If you’re into fine and classical art, then you are going to want to drop in to the Museum of Fine Arts in Second Life. I confess, I knew little of the museum prior to recently receiving an invitation from Tonem, the museum’s curator to pay them a visit, so I was delighted to be able to accept the offer and learn about the gallery.

Originally founded in Twinity in 2013, the museum moved to Second Life in 2015, where it is located on the Mainland continent of Jeogeot, occupying a palatial and very fitting château (the work of Kaya Angel) that provides 20 rooms of exhibition space, with a further annex to the rear.

Museum of Fine Arts

The goal of the museum is to provide a non-profit educational facility displaying art from the physical world.
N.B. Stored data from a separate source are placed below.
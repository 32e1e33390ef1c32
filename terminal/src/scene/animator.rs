//! # Scene Animator
//!
//! Per-frame pose update for the background scene. Given the previous state, the
//! current inputs (view, time, scroll, pointer) and the frame delta, [`step`]
//! returns the next state. It is pure: the renderer owns the result and feeds it
//! back on the next frame.
//!
//! ## Targets per view
//!
//! | view            | rotation.y        | scale                 | position            |
//! |-----------------|-------------------|-----------------------|---------------------|
//! | landing         | `offset * 4π`     | `1 + sin(offset·π)/2` | pointer-follow      |
//! | markets         | `elapsed * 0.1`   | `0.6`                 | `(-w/3, 0, -2)`     |
//! | overview/mypage | `elapsed * 0.1`   | `0.8`                 | `(w/4, 0, -2)`      |
//!
//! Everything except the core pulse and the ring spin is eased toward its
//! target by the damping factor once per call.

use std::f32::consts::{PI, TAU};

use serde::{Deserialize, Serialize};

use crate::app::state::View;
use crate::scene::pose::{lerp, Pose, Vec3};

/// Fraction of the remaining distance covered per frame.
pub const DAMPING: f32 = 0.05;

/// Camera vertical field of view in degrees
pub const CAMERA_FOV_DEG: f32 = 35.0;

/// Seconds per reference frame. Per-frame spin rates are expressed in these.
pub const REFERENCE_FRAME: f32 = 1.0 / 60.0;

const RING_PRIMARY_SPIN: f32 = 0.01;
const RING_SECONDARY_SPIN: f32 = 0.005;

/// Scene tuning, persisted as part of the app config.
#[derive(Debug, Clone, PartialEq, Serialize, Deserialize)]
#[serde(default)]
pub struct SceneConfig {
    pub damping: f32,
    pub landing_particles: usize,
    pub dashboard_particles: usize,
}

impl Default for SceneConfig {
    fn default() -> Self {
        Self {
            damping: DAMPING,
            landing_particles: 40,
            dashboard_particles: 20,
        }
    }
}

impl SceneConfig {
    /// Particle count for the given view.
    pub fn particle_count(&self, view: View) -> usize {
        if view == View::Landing {
            self.landing_particles
        } else {
            self.dashboard_particles
        }
    }
}

/// Everything the animator reads from the outside world for one frame.
#[derive(Debug, Clone, Copy, PartialEq)]
pub struct SceneInputs {
    pub view: View,
    /// Seconds since the scene started
    pub elapsed: f32,
    /// Landing scroll progress in `[0, 1]`
    pub scroll_offset: f32,
    /// Pointer in normalized device coordinates, `[-1, 1]`, y up
    pub pointer: [f32; 2],
    /// Visible width/height in world units at the origin plane
    pub viewport: [f32; 2],
}

impl Default for SceneInputs {
    fn default() -> Self {
        Self {
            view: View::Landing,
            elapsed: 0.0,
            scroll_offset: 0.0,
            pointer: [0.0, 0.0],
            viewport: viewport_at(16.0 / 9.0, 5.0),
        }
    }
}

/// Poses and spins of all animated objects.
#[derive(Debug, Clone, Copy, PartialEq)]
pub struct SceneState {
    /// Group holding the core and both rings
    pub main: Pose,
    /// Inner icosahedron pulse
    pub core_scale: f32,
    /// Ring 1 spin about its own z axis
    pub ring_primary: f32,
    /// Ring 2 spin about its own x axis
    pub ring_secondary: f32,
    pub camera_z: f32,
}

impl Default for SceneState {
    fn default() -> Self {
        Self {
            main: Pose::default(),
            core_scale: 1.0,
            ring_primary: 0.0,
            ring_secondary: 0.0,
            camera_z: 5.0,
        }
    }
}

/// Where the main group and camera want to be for the given inputs.
#[derive(Debug, Clone, Copy, PartialEq)]
pub struct SceneTarget {
    pub rotation: Vec3,
    pub scale: f32,
    pub position: Vec3,
    pub camera_z: f32,
}

/// Visible world-space size of the plane at distance `camera_z`.
pub fn viewport_at(aspect: f32, camera_z: f32) -> [f32; 2] {
    let height = 2.0 * (CAMERA_FOV_DEG.to_radians() / 2.0).tan() * camera_z;
    [height * aspect, height]
}

/// Scroll offset the animator actually uses. Only the landing page scrolls.
pub fn effective_offset(inputs: &SceneInputs) -> f32 {
    if inputs.view == View::Landing {
        inputs.scroll_offset.clamp(0.0, 1.0)
    } else {
        0.5
    }
}

pub fn target(inputs: &SceneInputs) -> SceneTarget {
    let offset = effective_offset(inputs);
    let [w, h] = inputs.viewport;
    let tilt = (inputs.elapsed * 0.5).sin() * 0.2;

    match inputs.view {
        View::Landing => SceneTarget {
            rotation: Vec3::new(tilt, offset * PI * 4.0, 0.0),
            scale: 1.0 + (offset * PI).sin() * 0.5,
            position: Vec3::new(
                inputs.pointer[0] * w / 10.0,
                inputs.pointer[1] * h / 10.0,
                0.0,
            ),
            camera_z: 5.0 + offset * 5.0,
        },
        View::Markets => SceneTarget {
            rotation: Vec3::new(tilt, inputs.elapsed * 0.1, 0.0),
            scale: 0.6,
            position: Vec3::new(-w / 3.0, 0.0, -2.0),
            camera_z: 6.0,
        },
        View::Overview | View::MyPage => SceneTarget {
            rotation: Vec3::new(tilt, inputs.elapsed * 0.1, 0.0),
            scale: 0.8,
            position: Vec3::new(w / 4.0, 0.0, -2.0),
            camera_z: 6.0,
        },
    }
}

/// Advance one frame with the default damping.
pub fn step(prev: &SceneState, inputs: &SceneInputs, dt: f32) -> SceneState {
    step_with(prev, inputs, dt, DAMPING)
}

/// Advance one frame with an explicit damping factor.
pub fn step_with(prev: &SceneState, inputs: &SceneInputs, dt: f32, damping: f32) -> SceneState {
    let goal = target(inputs);
    let frames = dt.max(0.0) / REFERENCE_FRAME;
    let k = damping.clamp(0.0, 1.0);

    SceneState {
        main: Pose {
            position: prev.main.position.lerp(goal.position, k),
            rotation: prev.main.rotation.lerp(goal.rotation, k),
            scale: lerp(prev.main.scale, goal.scale, k),
        },
        core_scale: 1.0 + (inputs.elapsed * 2.0).sin() * 0.05,
        ring_primary: (prev.ring_primary + RING_PRIMARY_SPIN * frames).rem_euclid(TAU),
        ring_secondary: (prev.ring_secondary + RING_SECONDARY_SPIN * frames).rem_euclid(TAU),
        camera_z: lerp(prev.camera_z, goal.camera_z, k),
    }
}

#[cfg(test)]
mod tests {
    use super::*;

    fn inputs(view: View) -> SceneInputs {
        SceneInputs {
            view,
            viewport: [8.0, 4.5],
            ..SceneInputs::default()
        }
    }

    fn distance(state: &SceneState, goal: &SceneTarget) -> f32 {
        (state.main.position - goal.position).length()
            + (state.main.rotation - goal.rotation).length()
            + (state.main.scale - goal.scale).abs()
            + (state.camera_z - goal.camera_z).abs()
    }

    #[test]
    fn test_markets_targets() {
        let goal = target(&inputs(View::Markets));
        assert_eq!(goal.scale, 0.6);
        assert_eq!(goal.position, Vec3::new(-8.0 / 3.0, 0.0, -2.0));
        assert_eq!(goal.camera_z, 6.0);
    }

    #[test]
    fn test_dashboard_targets() {
        for view in [View::Overview, View::MyPage] {
            let goal = target(&inputs(view));
            assert_eq!(goal.scale, 0.8);
            assert_eq!(goal.position, Vec3::new(2.0, 0.0, -2.0));
        }
    }

    #[test]
    fn test_landing_scroll_drives_spin_and_scale() {
        let mut i = inputs(View::Landing);
        i.scroll_offset = 0.5;
        let goal = target(&i);
        assert!((goal.rotation.y - 2.0 * PI).abs() < 1e-5);
        assert!((goal.scale - 1.5).abs() < 1e-5);
        assert!((goal.camera_z - 7.5).abs() < 1e-5);
    }

    #[test]
    fn test_landing_follows_pointer() {
        let mut i = inputs(View::Landing);
        i.pointer = [1.0, -1.0];
        let goal = target(&i);
        assert!((goal.position.x - 0.8).abs() < 1e-5);
        assert!((goal.position.y + 0.45).abs() < 1e-5);
    }

    #[test]
    fn test_scroll_ignored_outside_landing() {
        let mut i = inputs(View::Markets);
        i.scroll_offset = 0.9;
        assert_eq!(effective_offset(&i), 0.5);
    }

    #[test]
    fn test_step_converges_toward_target() {
        let i = inputs(View::Markets);
        let goal = target(&i);
        let mut state = SceneState::default();
        let mut last = distance(&state, &goal);
        for _ in 0..200 {
            state = step(&state, &i, REFERENCE_FRAME);
            let d = distance(&state, &goal);
            assert!(d <= last + 1e-6);
            last = d;
        }
        assert!(last < 0.01, "still {} away after 200 frames", last);
    }

    #[test]
    fn test_damping_bounds_per_frame_move() {
        let i = inputs(View::Overview);
        let goal = target(&i);
        let prev = SceneState::default();
        let next = step(&prev, &i, REFERENCE_FRAME);

        let gap = (goal.position - prev.main.position).length();
        let moved = (next.main.position - prev.main.position).length();
        assert!((moved - gap * DAMPING).abs() < 1e-5);
        assert!((next.main.scale - lerp(1.0, 0.8, DAMPING)).abs() < 1e-6);
    }

    #[test]
    fn test_rings_spin_by_reference_frames() {
        let i = inputs(View::Landing);
        let next = step(&SceneState::default(), &i, REFERENCE_FRAME * 2.0);
        assert!((next.ring_primary - 0.02).abs() < 1e-5);
        assert!((next.ring_secondary - 0.01).abs() < 1e-5);
    }

    #[test]
    fn test_core_pulse_is_not_eased() {
        let mut i = inputs(View::Overview);
        i.elapsed = PI / 4.0;
        let next = step(&SceneState::default(), &i, REFERENCE_FRAME);
        assert!((next.core_scale - 1.05).abs() < 1e-5);
    }

    #[test]
    fn test_particle_count_per_view() {
        let cfg = SceneConfig::default();
        assert_eq!(cfg.particle_count(View::Landing), 40);
        assert_eq!(cfg.particle_count(View::Markets), 20);
        assert_eq!(cfg.particle_count(View::MyPage), 20);
    }

    #[test]
    fn test_viewport_scales_with_distance() {
        let near = viewport_at(2.0, 5.0);
        let far = viewport_at(2.0, 10.0);
        assert!((far[1] - near[1] * 2.0).abs() < 1e-4);
        assert!((near[0] - near[1] * 2.0).abs() < 1e-4);
    }
}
Each piece presented in the exhibition spaces is a faithful photographic representation of the originating art, with care taken to ensure only pieces that reside in the public domain in their country of origin are reproduced, and that they free from known restrictions under copyright law, including all related and neighbouring rights.

When the group was founded [2013] there was a debate on the kind of art to include. And the conclusion to not exhibit user created art was for three reasons: the difficulty of establishing provenance; the lack of expertise [at the time] regarding modern art in our group; and the fact that there are many, many art galleries in Second life presents in-world artists and photographers with the ability to display their work, but only a handful available for exhibiting fine and classical art from the physical world.

– Tonem, describing the background to the Museum

As an advocate for the presentation of suitable physical-world art through Second Life, the museum’s focus is something I approve. SL provides the means to create exhibitions that can bring together a wealth of established art from around the globe and present it to an audience in a manner impossible win the physical world without the need for what could amount to a lot of globe-trotting; while for the modern artist in the physical world, it offers the means to reach a global audience in a more immersive and personal manner than images on a web page.

Museum of Fine Arts: German Art in the 19th Century – Caspar David Friedrich

This first point above is particularly true of the current exhibitions at the museum; there is no way on Earth the rich diversity of pieces offered could have been brought together by a single gallery in the physical world. Nor does it end there. Great lengths have been taken to ensure a visit to the Museum of Fine Art is as “real” as possible.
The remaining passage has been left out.